Stephen Dau: ‘The Book of Jonas’

A really good book has the tendency to leave me speechless. There could be a hundred things to say about the book, but if I’ve fallen in love with it, like falling in love with a person—it’s about how it makes you feel and is hard to explain.

I enjoyed reading The Book of Jonas so much I started to feel guilty about the way it made me feel: calm, even serene. I can’t explain it, because the subject of this book is war, displacement, loss. There’s sadness and there’s anger, and while the war and the place we’re talking about is not specified, the teenage protagonist is from a Middle Eastern country, so while fiction, there’s also real life stuff.

Maybe that’s why it works. Dau writes with poetry and beauty so that even though his descriptions are often difficult and emotional, his words have a calming effect. Why so emotional? Imagine the life of someone whose village gets fired to pieces, whose family is killed, who is displaced and injured, and whose life is saved by Americans who take him to their foreign country where he assimilates. How would you feel? If your answer is “I have no idea,” that will change after reading The Book of Jonas. It’s an unimaginable situation, and Dau takes a stab at penning it.

The author

His protagonist, Younis, or as he renames himself in America, Jonas, has a horrific history that he carries with him every day, but barely talks about. Throughout the book, we gradually come to learn the truth of his story that involves a young soldier, Christopher, whose path he crossed while fighting for his life on a mountaintop.

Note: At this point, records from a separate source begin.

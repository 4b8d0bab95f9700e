//! Reset and adjust meeting protocols. Pure functions over `&mut
//! [Validator]` plus the scalar state they need; they never touch the
//! event queue directly so they stay unit-testable without one.

use sim_types::ValidatorId;

use crate::quorum::{adjust_quorum_met, network_stopped, reset_quorum_met};
use crate::rng::SimRng;
use crate::validator::Validator;

/// Resamples every validator's operator-present flag: present with
/// probability equal to its operator reliability.
pub fn resample_operator_presence(validators: &mut [Validator], rng: &mut SimRng) {
    for v in validators.iter_mut() {
        v.operator_present = rng.bernoulli(v.operator_reliability);
    }
}

pub struct ResetOutcome {
    pub reset_happened: bool,
    pub new_consecutive_failures: u64,
}

/// Runs the periodic reset meeting. Does nothing unless the network has
/// stopped; if reset quorum is met, clears the failure counter so the
/// caller can reschedule a `BlockAttempt` at `now + block_time`.
pub fn run_reset_meeting(
    validators: &mut [Validator],
    rng: &mut SimRng,
    consecutive_failures: u64,
) -> ResetOutcome {
    resample_operator_presence(validators, rng);

    if !network_stopped(validators, consecutive_failures) {
        return ResetOutcome {
            reset_happened: false,
            new_consecutive_failures: consecutive_failures,
        };
    }

    if reset_quorum_met(validators) {
        ResetOutcome {
            reset_happened: true,
            new_consecutive_failures: 0,
        }
    } else {
        ResetOutcome {
            reset_happened: false,
            new_consecutive_failures: consecutive_failures,
        }
    }
}

pub struct AdjustOutcome {
    pub excluded: Vec<ValidatorId>,
    pub included_back: Vec<ValidatorId>,
}

/// Runs the adjust procedure: requires network-not-stopped and adjust
/// quorum. Evicts chronically failing included validators (subject to the
/// floor of 4 remaining included validators) and readmits every excluded
/// validator that is currently online.
pub fn run_adjust_meeting(
    validators: &mut [Validator],
    rng: &mut SimRng,
    consecutive_failures: u64,
) -> AdjustOutcome {
    resample_operator_presence(validators, rng);

    let mut outcome = AdjustOutcome {
        excluded: Vec::new(),
        included_back: Vec::new(),
    };

    if network_stopped(validators, consecutive_failures) || !adjust_quorum_met(validators) {
        return outcome;
    }

    apply_exclusion_policy(validators, &mut outcome.excluded);
    apply_inclusion_policy(validators, &mut outcome.included_back);

    outcome
}

/// Block-count-triggered variant of the adjust procedure: excludes any
/// included validator that did not propose a successfully-registered
/// block during the window, readmits recovered validators, and clears the
/// per-window flags.
pub fn run_block_triggered_adjust(
    validators: &mut [Validator],
    rng: &mut SimRng,
    consecutive_failures: u64,
) -> AdjustOutcome {
    resample_operator_presence(validators, rng);

    let mut outcome = AdjustOutcome {
        excluded: Vec::new(),
        included_back: Vec::new(),
    };

    if network_stopped(validators, consecutive_failures) || !adjust_quorum_met(validators) {
        for v in validators.iter_mut() {
            v.proposed_in_adjust_window = false;
        }
        return outcome;
    }

    let candidates: Vec<ValidatorId> = validators
        .iter()
        .filter(|v| v.included && !v.proposed_in_adjust_window)
        .map(|v| v.id)
        .collect();
    for id in candidates {
        let remaining = validators.iter().filter(|v| v.included).count();
        if remaining <= 4 {
            break;
        }
        if let Some(v) = validators.iter_mut().find(|v| v.id == id) {
            v.included = false;
            outcome.excluded.push(id);
        }
    }
    apply_inclusion_policy(validators, &mut outcome.included_back);

    for v in validators.iter_mut() {
        v.proposed_in_adjust_window = false;
    }

    outcome
}

fn apply_exclusion_policy(validators: &mut [Validator], excluded: &mut Vec<ValidatorId>) {
    let n = validators.iter().filter(|v| v.included).count();
    if n <= 4 {
        return;
    }
    let threshold = if n % 3 == 1 { 2 } else { 1 };
    let failing_count = validators
        .iter()
        .filter(|v| v.included && v.is_failing())
        .count();
    if failing_count < threshold {
        return;
    }
    // Exclude failing included validators one at a time, never dropping
    // below 4 included.
    let ids: Vec<ValidatorId> = validators
        .iter()
        .filter(|v| v.included && v.is_failing())
        .map(|v| v.id)
        .collect();
    for id in ids {
        let remaining = validators.iter().filter(|v| v.included).count();
        if remaining <= 4 {
            break;
        }
        if let Some(v) = validators.iter_mut().find(|v| v.id == id) {
            v.included = false;
            excluded.push(id);
        }
    }
}

fn apply_inclusion_policy(validators: &mut [Validator], included_back: &mut Vec<ValidatorId>) {
    for v in validators.iter_mut() {
        if !v.included && v.is_online() {
            v.included = true;
            included_back.push(v.id);
        }
    }
}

If you’re like me, you don’t know a whole lot about the following: war, the military, life in the Middle East. I don’t have any friends who have ever served. It’s partly the media’s fault for the way war is portrayed and what they don’t tell us. It’s partly my fault for not better informing myself. This is all to say that recent wartime has been a bit of a mystery to me and to a lot of us. I know that soldiers are coming home with severe injuries and PTSD (among other things) not to mention what it’s been like for Middle Eastern families. I can’t mention it, because I don’t know. I don’t really know what it’s like for any of these people and war feels very distant. Stephen Dau closes this gap.

In an interview with Powell Books, he talks about the initial inspiration for the book and remembers a press conference that George W. Bush gave after the invasion of Iraq: “One of the reporters asked him how many innocent civilians had been killed in Iraq. He looked at the guy who asked the question and said, ‘Oh, I think it’s around 30,000,’ as if he was reciting a bowling score.” Dau set out to tell a story, and while it’s not exactly a true story, it creates a context for what has happened in any number of places.

Not at all a dry or “historical” read, this book is very current and has an arresting gravity and is still a novel in the best way. Five stars, Dau.